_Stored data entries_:
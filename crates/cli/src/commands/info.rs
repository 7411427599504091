//! `info` command implementation.

use std::collections::HashMap;

use anyhow::{Context, Result};
use contracts::TelemetryBlueprint;
use serde::Serialize;
use tracing::info;

use crate::cli::InfoArgs;
use crate::error::CliError;

/// Configuration info for JSON output
#[derive(Serialize)]
struct ConfigInfo {
    frame: FrameInfo,
    fields: Vec<FieldInfo>,
    #[serde(skip_serializing_if = "Vec::is_empty")]
    handlers: Vec<HandlerInfo>,
    pipeline: PipelineInfo,
}

#[derive(Serialize)]
struct FrameInfo {
    sync_word: String,
    byte_order: String,
    total_length: usize,
}

#[derive(Serialize)]
struct FieldInfo {
    name: String,
    offset: usize,
    length: usize,
    encoding: String,
    scale_factor: f64,
    #[serde(skip_serializing_if = "Option::is_none")]
    unit: Option<String>,
    #[serde(skip_serializing_if = "Option::is_none")]
    role: Option<&'static str>,
}

#[derive(Serialize)]
struct HandlerInfo {
    name: String,
    handler_type: String,
    queue_capacity: usize,
    #[serde(skip_serializing_if = "HashMap::is_empty")]
    params: HashMap<String, String>,
}

#[derive(Serialize)]
struct PipelineInfo {
    max_frames: u64,
    frame_interval_ms: u64,
    handler_timeout_ms: u64,
    source_timestamp_field: String,
}

/// Execute the `info` command
pub fn run_info(args: &InfoArgs) -> Result<()> {
    info!(config = %args.config.display(), "Loading configuration info");

    if !args.config.exists() {
        return Err(CliError::config_not_found(&args.config).into());
    }

    let blueprint = config_loader::ConfigLoader::load_from_path(&args.config)
        .with_context(|| format!("Failed to load config from {}", args.config.display()))?;

    if args.json {
        let info = build_config_info(&blueprint, args);
        let json =
            serde_json::to_string_pretty(&info).context("Failed to serialize config info")?;
        println!("{}", json);
    } else {
        print_config_info(&blueprint, args);
    }

    Ok(())
}

fn field_role(field: &contracts::FieldDescriptor) -> Option<&'static str> {
    if field.is_sync_word {
        Some("sync")
    } else if field.is_checksum {
        Some("checksum")
    } else {
        None
    }
}

fn build_config_info(blueprint: &TelemetryBlueprint, args: &InfoArgs) -> ConfigInfo {
    let schema = &blueprint.schema;

    let fields = schema
        .fields_by_offset()
        .into_iter()
        .map(|f| FieldInfo {
            name: f.name.to_string(),
            offset: f.offset,
            length: f.length,
            encoding: f.binary_encoding.to_string(),
            scale_factor: f.scale_factor,
            unit: f.unit().map(str::to_string),
            role: field_role(f),
        })
        .collect();

    let handlers = if args.handlers {
        blueprint
            .effective_handlers()
            .into_iter()
            .map(|h| HandlerInfo {
                name: h.name,
                handler_type: format!("{:?}", h.handler_type),
                queue_capacity: h.queue_capacity,
                params: h.params,
            })
            .collect()
    } else {
        Vec::new()
    };

    let pipeline = &blueprint.pipeline;
    ConfigInfo {
        frame: FrameInfo {
            sync_word: format!("{:#06X}", schema.sync_word),
            byte_order: String::from(schema.byte_order),
            total_length: schema.total_length,
        },
        fields,
        handlers,
        pipeline: PipelineInfo {
            max_frames: pipeline.max_frames,
            frame_interval_ms: pipeline.frame_interval_ms,
            handler_timeout_ms: pipeline.handler_timeout_ms,
            source_timestamp_field: pipeline.source_timestamp_field.clone(),
        },
    }
}

fn print_config_info(blueprint: &TelemetryBlueprint, args: &InfoArgs) {
    let schema = &blueprint.schema;

    println!("╔══════════════════════════════════════════════════════════════╗");
    println!("║               Telemetry Relay Configuration                  ║");
    println!("╚══════════════════════════════════════════════════════════════╝\n");

    println!("📦 Frame");
    println!("   ├─ Sync word: {:#06X}", schema.sync_word);
    println!("   ├─ Byte order: {}", String::from(schema.byte_order));
    println!("   └─ Length: {} bytes", schema.total_length);

    let fields = schema.fields_by_offset();
    println!("\n📐 Fields ({})", fields.len());
    for (i, field) in fields.iter().enumerate() {
        let prefix = if i == fields.len() - 1 { "└─" } else { "├─" };
        let role = field_role(field).map(|r| format!(" [{r}]")).unwrap_or_default();
        let unit = field.unit().map(|u| format!(" {u}")).unwrap_or_default();
        println!(
            "   {} [{:>3}..{:<3}] {:<20} {:<8} x{}{}{}",
            prefix,
            field.offset,
            field.end().unwrap_or(field.offset),
            field.name.as_str(),
            field.binary_encoding.to_string(),
            field.scale_factor,
            unit,
            role
        );
    }

    let pipeline = &blueprint.pipeline;
    println!("\n⚙️  Pipeline");
    println!("   ├─ Max frames: {}", pipeline.max_frames);
    println!("   ├─ Frame interval: {} ms", pipeline.frame_interval_ms);
    println!("   ├─ Handler timeout: {} ms", pipeline.handler_timeout_ms);
    println!("   └─ Timestamp field: {}", pipeline.source_timestamp_field);

    let handlers = blueprint.effective_handlers();
    println!("\n📤 Handlers ({})", handlers.len());
    for (i, handler) in handlers.iter().enumerate() {
        let is_last = i == handlers.len() - 1;
        let prefix = if is_last { "└─" } else { "├─" };
        let child_prefix = if is_last { "   " } else { "│  " };
        println!("   {} {} ({:?})", prefix, handler.name, handler.handler_type);

        if args.handlers {
            let mut params: Vec<_> = handler.params.iter().collect();
            params.sort();
            println!("   {}  └─ queue_capacity = {}", child_prefix, handler.queue_capacity);
            for (key, value) in params {
                println!("   {}     {} = {}", child_prefix, key, value);
            }
        }
    }

    println!();
}

#[cfg(test)]
mod tests {
    use super::*;
    use std::path::PathBuf;

    fn blueprint() -> TelemetryBlueprint {
        config_loader::ConfigLoader::load_from_str(
            include_str!("../../../../configs/telemetry.toml"),
            config_loader::ConfigFormat::Toml,
        )
        .unwrap()
    }

    fn args(handlers: bool) -> InfoArgs {
        InfoArgs {
            config: PathBuf::from("configs/telemetry.toml"),
            json: true,
            handlers,
        }
    }

    #[test]
    fn test_info_field_layout() {
        let info = build_config_info(&blueprint(), &args(false));
        assert_eq!(info.frame.sync_word, "0xABCD");
        assert_eq!(info.frame.byte_order, "big");
        assert_eq!(info.fields.len(), 10);
        assert_eq!(info.fields[0].name, "sync_word");
        assert_eq!(info.fields[0].role, Some("sync"));
        assert!(info.handlers.is_empty());
    }

    #[test]
    fn test_info_json_includes_handlers_on_request() {
        let info = build_config_info(&blueprint(), &args(true));
        assert_eq!(info.handlers.len(), 3);
        let json = serde_json::to_value(&info).unwrap();
        assert_eq!(json["handlers"][0]["handler_type"], "Console");
        assert_eq!(json["pipeline"]["source_timestamp_field"], "timestamp_s");
    }
}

_WHAT THE TASK ASKS_:
Reproduce every entry above. Make each line identical to the original.

_REPLY_:
filename crates/cli/src/commands/info.rs
repository 7411427599504091
//! `info` command implementation.

use std::collections::HashMap;

use anyhow::{Context, Result};
use contracts::TelemetryBlueprint;
use serde::Serialize;
use tracing::info;

use crate::cli::InfoArgs;
use crate::error::CliError;

/// Configuration info for JSON output
#[derive(Serialize)]
struct ConfigInfo {
    frame: FrameInfo,
    fields: Vec<FieldInfo>,
    #[serde(skip_serializing_if = "Vec::is_empty")]
    handlers: Vec<HandlerInfo>,
    pipeline: PipelineInfo,
}

#[derive(Serialize)]
struct FrameInfo {
    sync_word: String,
    byte_order: String,
    total_length: usize,
}

#[derive(Serialize)]
struct FieldInfo {
    name: String,
    offset: usize,
    length: usize,
    encoding: String,
    scale_factor: f64,
    #[serde(skip_serializing_if = "Option::is_none")]
    unit: Option<String>,
    #[serde(skip_serializing_if = "Option::is_none")]
    role: Option<&'static str>,
}

#[derive(Serialize)]
struct HandlerInfo {
    name: String,
    handler_type: String,
    queue_capacity: usize,
    #[serde(skip_serializing_if = "HashMap::is_empty")]
    params: HashMap<String, String>,
}

#[derive(Serialize)]
struct PipelineInfo {
    max_frames: u64,
    frame_interval_ms: u64,
    handler_timeout_ms: u64,
    source_timestamp_field: String,
}

/// Execute the `info` command
pub fn run_info(args: &InfoArgs) -> Result<()> {
    info!(config = %args.config.display(), "Loading configuration info");

    if !args.config.exists() {
        return Err(CliError::config_not_found(&args.config).into());
    }

    let blueprint = config_loader::ConfigLoader::load_from_path(&args.config)
        .with_context(|| format!("Failed to load config from {}", args.config.display()))?;

    if args.json {
        let info = build_config_info(&blueprint, args);
        let json =
            serde_json::to_string_pretty(&info).context("Failed to serialize config info")?;
        println!("{}", json);
    } else {
        print_config_info(&blueprint, args);
    }

    Ok(())
}

fn field_role(field: &contracts::FieldDescriptor) -> Option<&'static str> {
    if field.is_sync_word {
        Some("sync")
    } else if field.is_checksum {
        Some("checksum")
    } else {
        None
    }
}

fn build_config_info(blueprint: &TelemetryBlueprint, args: &InfoArgs) -> ConfigInfo {
    let schema = &blueprint.schema;

    let fields = schema
        .fields_by_offset()
        .into_iter()
        .map(|f| FieldInfo {
            name: f.name.to_string(),
            offset: f.offset,
            length: f.length,
            encoding: f.binary_encoding.to_string(),
            scale_factor: f.scale_factor,
            unit: f.unit().map(str::to_string),
            role: field_role(f),
        })
        .collect();

    let handlers = if args.handlers {
        blueprint
            .effective_handlers()
            .into_iter()
            .map(|h| HandlerInfo {
                name: h.name,
                handler_type: format!("{:?}", h.handler_type),
                queue_capacity: h.queue_capacity,
                params: h.params,
            })
            .collect()
    } else {
        Vec::new()
    };

    let pipeline = &blueprint.pipeline;
    ConfigInfo {
        frame: FrameInfo {
            sync_word: format!("{:#06X}", schema.sync_word),
            byte_order: String::from(schema.byte_order),
            total_length: schema.total_length,
        },
        fields,
        handlers,
        pipeline: PipelineInfo {
            max_frames: pipeline.max_frames,
            frame_interval_ms: pipeline.frame_interval_ms,
            handler_timeout_ms: pipeline.handler_timeout_ms,
            source_timestamp_field: pipeline.source_timestamp_field.clone(),
        },
    }
}

fn print_config_info(blueprint: &TelemetryBlueprint, args: &InfoArgs) {
    let schema = &blueprint.schema;

    println!("╔══════════════════════════════════════════════════════════════╗");
    println!("║               Telemetry Relay Configuration                  ║");
    println!("╚══════════════════════════════════════════════════════════════╝\n");

    println!("📦 Frame");
    println!("   ├─ Sync word: {:#06X}", schema.sync_word);
    println!("   ├─ Byte order: {}", String::from(schema.byte_order));
    println!("   └─ Length: {} bytes", schema.total_length);

    let fields = schema.fields_by_offset();
    println!("\n📐 Fields ({})", fields.len());
    for (i, field) in fields.iter().enumerate() {
        let prefix = if i == fields.len() - 1 { "└─" } else { "├─" };
        let role = field_role(field).map(|r| format!(" [{r}]")).unwrap_or_default();
        let unit = field.unit().map(|u| format!(" {u}")).unwrap_or_default();
        println!(
            "   {} [{:>3}..{:<3}] {:<20} {:<8} x{}{}{}",
            prefix,
            field.offset,
            field.end().unwrap_or(field.offset),
            field.name.as_str(),
            field.binary_encoding.to_string(),
            field.scale_factor,
            unit,
            role
        );
    }

    let pipeline = &blueprint.pipeline;
    println!("\n⚙️  Pipeline");
    println!("   ├─ Max frames: {}", pipeline.max_frames);
    println!("   ├─ Frame interval: {} ms", pipeline.frame_interval_ms);
    println!("   ├─ Handler timeout: {} ms", pipeline.handler_timeout_ms);
    println!("   └─ Timestamp field: {}", pipeline.source_timestamp_field);

    let handlers = blueprint.effective_handlers();
    println!("\n📤 Handlers ({})", handlers.len());
    for (i, handler) in handlers.iter().enumerate() {
        let is_last = i == handlers.len() - 1;
        let prefix = if is_last { "└─" } else { "├─" };
        let child_prefix = if is_last { "   " } else { "│  " };
        println!("   {} {} ({:?})", prefix, handler.name, handler.handler_type);

        if args.handlers {
            let mut params: Vec<_> = handler.params.iter().collect();
            params.sort();
            println!("   {}  └─ queue_capacity = {}", child_prefix, handler.queue_capacity);
            for (key, value) in params {
                println!("   {}     {} = {}", child_prefix, key, value);
            }
        }
    }

    println!();
}

#[cfg(test)]
mod tests {
    use super::*;
    use std::path::PathBuf;

    fn blueprint() -> TelemetryBlueprint {
        config_loader::ConfigLoader::load_from_str(
            include_str!("../../../../configs/telemetry.toml"),
            config_loader::ConfigFormat::Toml,
        )
        .unwrap()
    }

    fn args(handlers: bool) -> InfoArgs {
        InfoArgs {
            config: PathBuf::from("configs/telemetry.toml"),
            json: true,
            handlers,
        }
    }

    #[test]
    fn test_info_field_layout() {
        let info = build_config_info(&blueprint(), &args(false));
        assert_eq!(info.frame.sync_word, "0xABCD");
        assert_eq!(info.frame.byte_order, "big");
        assert_eq!(info.fields.len(), 10);
        assert_eq!(info.fields[0].name, "sync_word");
        assert_eq!(info.fields[0].role, Some("sync"));
        assert!(info.handlers.is_empty());
    }

    #[test]
    fn test_info_json_includes_handlers_on_request() {
        let info = build_config_info(&blueprint(), &args(true));
        assert_eq!(info.handlers.len(), 3);
        let json = serde_json::to_value(&info).unwrap();
        assert_eq!(json["handlers"][0]["handler_type"], "Console");
        assert_eq!(json["pipeline"]["source_timestamp_field"], "timestamp_s");
    }
}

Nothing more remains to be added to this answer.